Collection entries:
━━━━━━
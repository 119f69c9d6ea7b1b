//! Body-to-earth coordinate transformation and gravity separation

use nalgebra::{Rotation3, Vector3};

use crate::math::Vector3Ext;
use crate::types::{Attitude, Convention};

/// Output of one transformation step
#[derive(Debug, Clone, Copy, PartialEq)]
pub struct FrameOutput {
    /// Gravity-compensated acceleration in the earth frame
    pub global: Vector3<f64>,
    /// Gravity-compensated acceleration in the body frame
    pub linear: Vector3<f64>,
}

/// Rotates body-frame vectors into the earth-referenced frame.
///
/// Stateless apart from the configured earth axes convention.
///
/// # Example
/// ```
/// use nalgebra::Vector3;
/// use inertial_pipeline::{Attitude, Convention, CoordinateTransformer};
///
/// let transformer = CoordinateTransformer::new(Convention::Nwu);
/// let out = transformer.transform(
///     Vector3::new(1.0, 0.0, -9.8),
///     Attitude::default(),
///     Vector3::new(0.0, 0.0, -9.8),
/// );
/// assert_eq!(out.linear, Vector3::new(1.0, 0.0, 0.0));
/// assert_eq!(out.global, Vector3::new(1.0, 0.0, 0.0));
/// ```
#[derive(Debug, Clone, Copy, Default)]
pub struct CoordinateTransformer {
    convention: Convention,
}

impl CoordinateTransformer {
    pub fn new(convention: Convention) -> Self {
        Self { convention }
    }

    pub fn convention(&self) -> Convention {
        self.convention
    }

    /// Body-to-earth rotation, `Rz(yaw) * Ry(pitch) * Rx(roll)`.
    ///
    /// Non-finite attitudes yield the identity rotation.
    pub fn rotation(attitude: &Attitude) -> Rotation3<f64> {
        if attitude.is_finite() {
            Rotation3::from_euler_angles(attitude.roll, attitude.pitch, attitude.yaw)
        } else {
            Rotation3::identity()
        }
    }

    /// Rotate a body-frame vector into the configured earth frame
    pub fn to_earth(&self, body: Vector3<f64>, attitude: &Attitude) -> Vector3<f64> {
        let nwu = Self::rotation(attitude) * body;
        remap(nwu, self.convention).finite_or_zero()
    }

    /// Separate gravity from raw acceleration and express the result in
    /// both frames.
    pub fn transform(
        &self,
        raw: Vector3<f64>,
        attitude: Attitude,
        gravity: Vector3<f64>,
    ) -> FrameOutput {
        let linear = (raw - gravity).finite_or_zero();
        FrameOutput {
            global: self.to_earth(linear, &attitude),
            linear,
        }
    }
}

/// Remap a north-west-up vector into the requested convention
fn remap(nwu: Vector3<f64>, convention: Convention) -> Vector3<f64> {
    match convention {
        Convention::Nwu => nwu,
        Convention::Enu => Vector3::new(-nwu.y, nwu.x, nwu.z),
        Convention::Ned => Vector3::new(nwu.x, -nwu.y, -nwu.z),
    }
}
━━━━━━
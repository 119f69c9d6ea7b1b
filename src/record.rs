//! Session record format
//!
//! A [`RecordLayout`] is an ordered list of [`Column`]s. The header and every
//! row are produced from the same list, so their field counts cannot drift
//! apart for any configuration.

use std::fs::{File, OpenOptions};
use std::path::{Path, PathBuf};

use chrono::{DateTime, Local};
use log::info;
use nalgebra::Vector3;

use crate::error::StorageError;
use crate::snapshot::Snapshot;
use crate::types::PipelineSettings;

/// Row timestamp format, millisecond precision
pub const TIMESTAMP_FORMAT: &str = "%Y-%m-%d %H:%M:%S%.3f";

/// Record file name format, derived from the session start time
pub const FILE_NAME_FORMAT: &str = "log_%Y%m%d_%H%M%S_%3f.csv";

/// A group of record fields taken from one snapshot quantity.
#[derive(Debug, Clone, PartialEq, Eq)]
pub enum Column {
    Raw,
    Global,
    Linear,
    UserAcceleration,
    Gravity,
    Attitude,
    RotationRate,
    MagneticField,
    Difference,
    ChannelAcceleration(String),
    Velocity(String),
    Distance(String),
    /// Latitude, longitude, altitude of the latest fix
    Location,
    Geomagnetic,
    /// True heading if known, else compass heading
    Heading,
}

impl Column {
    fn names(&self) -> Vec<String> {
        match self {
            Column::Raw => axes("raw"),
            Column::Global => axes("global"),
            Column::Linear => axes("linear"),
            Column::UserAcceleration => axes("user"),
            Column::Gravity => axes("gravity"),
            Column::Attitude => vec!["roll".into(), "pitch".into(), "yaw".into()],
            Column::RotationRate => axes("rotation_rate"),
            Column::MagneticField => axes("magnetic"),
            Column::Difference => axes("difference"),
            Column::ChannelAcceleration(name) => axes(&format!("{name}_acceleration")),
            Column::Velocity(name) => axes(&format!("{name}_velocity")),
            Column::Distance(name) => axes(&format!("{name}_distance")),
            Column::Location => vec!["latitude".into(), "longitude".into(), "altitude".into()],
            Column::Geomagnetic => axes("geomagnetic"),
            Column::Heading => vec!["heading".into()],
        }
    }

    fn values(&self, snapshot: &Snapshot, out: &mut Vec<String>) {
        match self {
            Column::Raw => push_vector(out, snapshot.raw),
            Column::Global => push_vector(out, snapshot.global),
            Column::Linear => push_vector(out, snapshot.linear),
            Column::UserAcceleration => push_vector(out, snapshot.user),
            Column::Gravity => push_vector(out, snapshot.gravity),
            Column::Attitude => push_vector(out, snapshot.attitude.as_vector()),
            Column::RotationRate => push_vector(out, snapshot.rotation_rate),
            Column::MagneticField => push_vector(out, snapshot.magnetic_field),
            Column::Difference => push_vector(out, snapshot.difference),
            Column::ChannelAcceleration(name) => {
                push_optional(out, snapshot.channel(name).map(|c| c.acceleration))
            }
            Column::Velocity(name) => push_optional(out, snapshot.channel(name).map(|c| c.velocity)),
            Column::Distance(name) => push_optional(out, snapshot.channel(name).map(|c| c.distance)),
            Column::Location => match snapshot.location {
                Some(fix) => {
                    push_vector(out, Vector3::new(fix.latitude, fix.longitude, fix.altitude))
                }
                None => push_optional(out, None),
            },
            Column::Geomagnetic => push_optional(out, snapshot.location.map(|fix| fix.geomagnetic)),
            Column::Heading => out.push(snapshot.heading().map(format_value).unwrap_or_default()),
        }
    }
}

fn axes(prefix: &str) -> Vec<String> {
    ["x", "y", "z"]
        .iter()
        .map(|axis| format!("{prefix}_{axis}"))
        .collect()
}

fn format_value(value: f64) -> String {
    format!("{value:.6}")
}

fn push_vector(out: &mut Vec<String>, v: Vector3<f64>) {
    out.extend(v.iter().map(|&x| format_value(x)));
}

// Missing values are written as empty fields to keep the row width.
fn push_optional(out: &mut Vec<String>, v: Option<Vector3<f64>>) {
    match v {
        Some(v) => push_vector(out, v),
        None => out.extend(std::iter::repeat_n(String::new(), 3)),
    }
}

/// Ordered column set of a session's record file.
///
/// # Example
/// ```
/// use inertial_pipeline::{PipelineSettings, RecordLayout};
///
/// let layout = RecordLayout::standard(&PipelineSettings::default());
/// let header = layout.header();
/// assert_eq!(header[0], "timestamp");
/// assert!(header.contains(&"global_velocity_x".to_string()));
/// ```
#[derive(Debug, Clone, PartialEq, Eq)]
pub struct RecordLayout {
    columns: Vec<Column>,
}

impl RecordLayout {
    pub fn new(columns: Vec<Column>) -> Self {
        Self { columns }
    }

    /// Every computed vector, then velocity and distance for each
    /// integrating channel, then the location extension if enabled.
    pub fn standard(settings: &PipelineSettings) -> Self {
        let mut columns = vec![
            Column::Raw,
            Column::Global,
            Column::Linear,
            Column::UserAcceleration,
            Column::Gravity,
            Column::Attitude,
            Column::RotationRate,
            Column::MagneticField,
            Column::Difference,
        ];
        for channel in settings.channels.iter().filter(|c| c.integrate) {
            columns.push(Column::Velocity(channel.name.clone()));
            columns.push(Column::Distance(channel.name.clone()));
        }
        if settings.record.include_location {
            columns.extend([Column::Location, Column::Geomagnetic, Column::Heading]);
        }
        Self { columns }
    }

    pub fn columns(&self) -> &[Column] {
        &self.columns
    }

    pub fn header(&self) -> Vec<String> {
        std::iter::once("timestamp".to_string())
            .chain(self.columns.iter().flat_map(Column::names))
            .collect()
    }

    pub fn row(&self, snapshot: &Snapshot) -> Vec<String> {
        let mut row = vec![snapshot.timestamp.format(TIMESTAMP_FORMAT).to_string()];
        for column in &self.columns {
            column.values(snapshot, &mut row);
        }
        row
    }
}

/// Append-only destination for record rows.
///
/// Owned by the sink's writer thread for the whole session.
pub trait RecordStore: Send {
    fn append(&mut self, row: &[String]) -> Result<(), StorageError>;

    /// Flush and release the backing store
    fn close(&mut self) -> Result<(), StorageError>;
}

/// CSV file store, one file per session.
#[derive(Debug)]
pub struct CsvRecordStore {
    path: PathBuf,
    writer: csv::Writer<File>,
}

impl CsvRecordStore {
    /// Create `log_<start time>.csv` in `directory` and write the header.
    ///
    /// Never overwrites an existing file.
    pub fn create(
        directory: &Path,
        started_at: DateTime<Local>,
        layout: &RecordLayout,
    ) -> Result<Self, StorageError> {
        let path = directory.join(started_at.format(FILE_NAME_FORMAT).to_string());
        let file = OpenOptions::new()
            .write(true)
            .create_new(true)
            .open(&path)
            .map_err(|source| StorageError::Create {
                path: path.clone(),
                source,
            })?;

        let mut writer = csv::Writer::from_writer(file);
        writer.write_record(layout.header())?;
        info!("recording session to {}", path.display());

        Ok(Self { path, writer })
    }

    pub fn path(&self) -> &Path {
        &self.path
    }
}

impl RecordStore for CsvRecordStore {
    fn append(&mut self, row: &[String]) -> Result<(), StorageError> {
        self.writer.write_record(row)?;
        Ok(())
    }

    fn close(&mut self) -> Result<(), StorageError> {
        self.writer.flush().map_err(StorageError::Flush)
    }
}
━━━━━━
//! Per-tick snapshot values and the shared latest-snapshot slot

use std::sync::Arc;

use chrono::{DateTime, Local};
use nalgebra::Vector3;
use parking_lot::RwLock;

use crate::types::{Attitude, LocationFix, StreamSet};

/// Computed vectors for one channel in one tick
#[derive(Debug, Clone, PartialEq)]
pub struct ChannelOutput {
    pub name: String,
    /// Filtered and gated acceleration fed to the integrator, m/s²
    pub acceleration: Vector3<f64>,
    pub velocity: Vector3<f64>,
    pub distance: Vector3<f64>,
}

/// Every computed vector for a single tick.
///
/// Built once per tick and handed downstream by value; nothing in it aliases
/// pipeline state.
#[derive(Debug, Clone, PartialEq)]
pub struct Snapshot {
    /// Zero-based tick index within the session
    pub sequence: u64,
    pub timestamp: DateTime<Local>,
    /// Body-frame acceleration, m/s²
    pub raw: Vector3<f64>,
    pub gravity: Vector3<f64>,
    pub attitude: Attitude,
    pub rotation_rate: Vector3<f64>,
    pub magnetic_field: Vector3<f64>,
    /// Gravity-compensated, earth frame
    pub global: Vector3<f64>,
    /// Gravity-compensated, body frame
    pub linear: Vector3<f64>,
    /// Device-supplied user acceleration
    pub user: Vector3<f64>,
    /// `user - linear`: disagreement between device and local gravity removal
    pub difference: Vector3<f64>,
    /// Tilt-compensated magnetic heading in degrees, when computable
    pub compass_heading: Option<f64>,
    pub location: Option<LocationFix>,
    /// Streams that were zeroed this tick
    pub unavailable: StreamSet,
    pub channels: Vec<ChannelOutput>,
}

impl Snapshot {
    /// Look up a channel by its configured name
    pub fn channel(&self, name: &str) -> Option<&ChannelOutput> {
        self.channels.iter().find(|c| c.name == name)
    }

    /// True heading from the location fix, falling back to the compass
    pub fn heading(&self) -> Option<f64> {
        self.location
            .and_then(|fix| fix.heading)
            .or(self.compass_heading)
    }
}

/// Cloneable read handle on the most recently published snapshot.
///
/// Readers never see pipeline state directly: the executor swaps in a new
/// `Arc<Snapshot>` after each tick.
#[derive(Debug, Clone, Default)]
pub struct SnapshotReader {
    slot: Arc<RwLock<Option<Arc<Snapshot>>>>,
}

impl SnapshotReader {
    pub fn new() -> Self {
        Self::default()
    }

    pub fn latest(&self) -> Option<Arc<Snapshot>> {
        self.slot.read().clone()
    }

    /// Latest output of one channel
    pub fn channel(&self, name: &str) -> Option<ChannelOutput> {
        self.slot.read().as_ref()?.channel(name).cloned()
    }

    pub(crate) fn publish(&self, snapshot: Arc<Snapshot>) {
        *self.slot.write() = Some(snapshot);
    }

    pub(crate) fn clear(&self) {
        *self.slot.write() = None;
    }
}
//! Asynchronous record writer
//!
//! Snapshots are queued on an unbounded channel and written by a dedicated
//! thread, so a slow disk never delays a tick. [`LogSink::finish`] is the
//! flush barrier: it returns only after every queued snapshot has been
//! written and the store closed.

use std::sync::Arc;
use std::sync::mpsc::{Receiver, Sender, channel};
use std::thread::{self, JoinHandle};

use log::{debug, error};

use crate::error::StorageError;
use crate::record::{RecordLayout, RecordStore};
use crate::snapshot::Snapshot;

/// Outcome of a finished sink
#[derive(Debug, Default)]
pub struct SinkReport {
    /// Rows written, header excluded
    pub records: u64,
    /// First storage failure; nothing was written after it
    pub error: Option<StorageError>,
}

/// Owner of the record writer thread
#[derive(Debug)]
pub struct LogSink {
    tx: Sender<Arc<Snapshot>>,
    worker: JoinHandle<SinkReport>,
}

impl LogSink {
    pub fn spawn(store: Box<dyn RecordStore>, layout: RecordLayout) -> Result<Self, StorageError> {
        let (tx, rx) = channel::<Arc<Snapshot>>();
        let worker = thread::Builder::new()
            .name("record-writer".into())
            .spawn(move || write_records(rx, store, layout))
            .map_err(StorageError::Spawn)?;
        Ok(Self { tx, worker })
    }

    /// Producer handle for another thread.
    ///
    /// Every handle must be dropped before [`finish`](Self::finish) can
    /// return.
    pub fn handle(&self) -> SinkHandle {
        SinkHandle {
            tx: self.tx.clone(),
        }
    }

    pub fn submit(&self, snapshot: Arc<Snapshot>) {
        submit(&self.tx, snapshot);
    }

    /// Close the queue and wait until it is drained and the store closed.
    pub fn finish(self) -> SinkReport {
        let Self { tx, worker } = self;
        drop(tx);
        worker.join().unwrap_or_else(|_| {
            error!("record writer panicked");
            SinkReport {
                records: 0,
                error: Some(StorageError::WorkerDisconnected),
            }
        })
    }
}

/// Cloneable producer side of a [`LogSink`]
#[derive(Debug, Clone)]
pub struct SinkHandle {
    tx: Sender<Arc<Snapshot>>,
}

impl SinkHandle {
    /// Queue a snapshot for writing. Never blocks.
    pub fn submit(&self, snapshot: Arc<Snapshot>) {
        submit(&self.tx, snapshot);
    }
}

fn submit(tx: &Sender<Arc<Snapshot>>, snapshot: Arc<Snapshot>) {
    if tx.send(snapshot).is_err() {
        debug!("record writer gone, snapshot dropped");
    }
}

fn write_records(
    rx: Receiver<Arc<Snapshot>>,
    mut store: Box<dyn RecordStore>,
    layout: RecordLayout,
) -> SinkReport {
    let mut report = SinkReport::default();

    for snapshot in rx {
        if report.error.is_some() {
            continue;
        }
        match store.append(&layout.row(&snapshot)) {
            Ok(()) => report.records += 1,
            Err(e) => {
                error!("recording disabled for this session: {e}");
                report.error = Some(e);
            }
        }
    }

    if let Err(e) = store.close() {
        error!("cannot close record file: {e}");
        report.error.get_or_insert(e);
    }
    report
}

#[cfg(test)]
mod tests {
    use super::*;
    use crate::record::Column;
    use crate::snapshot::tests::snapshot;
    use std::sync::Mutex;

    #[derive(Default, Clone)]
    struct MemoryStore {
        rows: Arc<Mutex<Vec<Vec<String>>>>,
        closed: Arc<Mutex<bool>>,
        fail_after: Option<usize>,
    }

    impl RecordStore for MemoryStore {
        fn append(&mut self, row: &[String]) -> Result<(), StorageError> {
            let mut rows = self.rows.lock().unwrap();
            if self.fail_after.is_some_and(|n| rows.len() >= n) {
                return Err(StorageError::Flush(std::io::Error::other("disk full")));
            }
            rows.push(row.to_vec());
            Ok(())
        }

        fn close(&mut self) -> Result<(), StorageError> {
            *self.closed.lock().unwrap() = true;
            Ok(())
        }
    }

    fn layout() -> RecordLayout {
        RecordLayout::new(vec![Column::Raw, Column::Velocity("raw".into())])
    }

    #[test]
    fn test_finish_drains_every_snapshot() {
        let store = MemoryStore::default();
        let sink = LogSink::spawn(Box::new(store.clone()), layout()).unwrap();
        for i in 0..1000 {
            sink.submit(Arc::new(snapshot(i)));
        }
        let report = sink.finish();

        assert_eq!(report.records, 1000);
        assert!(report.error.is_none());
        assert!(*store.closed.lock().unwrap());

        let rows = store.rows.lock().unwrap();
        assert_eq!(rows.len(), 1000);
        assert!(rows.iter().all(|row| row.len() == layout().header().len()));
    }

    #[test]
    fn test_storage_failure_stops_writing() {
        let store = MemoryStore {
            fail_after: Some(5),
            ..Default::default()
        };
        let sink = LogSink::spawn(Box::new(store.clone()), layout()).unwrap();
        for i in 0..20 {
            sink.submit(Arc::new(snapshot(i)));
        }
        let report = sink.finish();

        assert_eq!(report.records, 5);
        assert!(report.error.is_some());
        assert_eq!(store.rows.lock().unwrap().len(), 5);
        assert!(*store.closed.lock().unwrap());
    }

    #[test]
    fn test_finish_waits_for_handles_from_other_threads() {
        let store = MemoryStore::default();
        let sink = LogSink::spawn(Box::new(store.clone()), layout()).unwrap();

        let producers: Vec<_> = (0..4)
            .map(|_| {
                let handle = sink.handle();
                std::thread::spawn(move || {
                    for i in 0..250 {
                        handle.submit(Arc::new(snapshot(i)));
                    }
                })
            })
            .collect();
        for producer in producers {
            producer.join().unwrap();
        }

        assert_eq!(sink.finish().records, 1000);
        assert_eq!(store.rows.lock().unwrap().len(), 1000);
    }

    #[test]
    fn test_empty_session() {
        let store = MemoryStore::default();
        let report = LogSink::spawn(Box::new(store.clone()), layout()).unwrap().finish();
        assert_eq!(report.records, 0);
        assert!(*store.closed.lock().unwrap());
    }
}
━━━━━━
EXERCISE DETAILS>
For the string "DateTime", filter the data and copy out each line where it occurs.

WRITTEN RESPONSE>
use chrono::{DateTime, Local};
        started_at: DateTime<Local>,
use chrono::{DateTime, Local};
    pub timestamp: DateTime<Local>,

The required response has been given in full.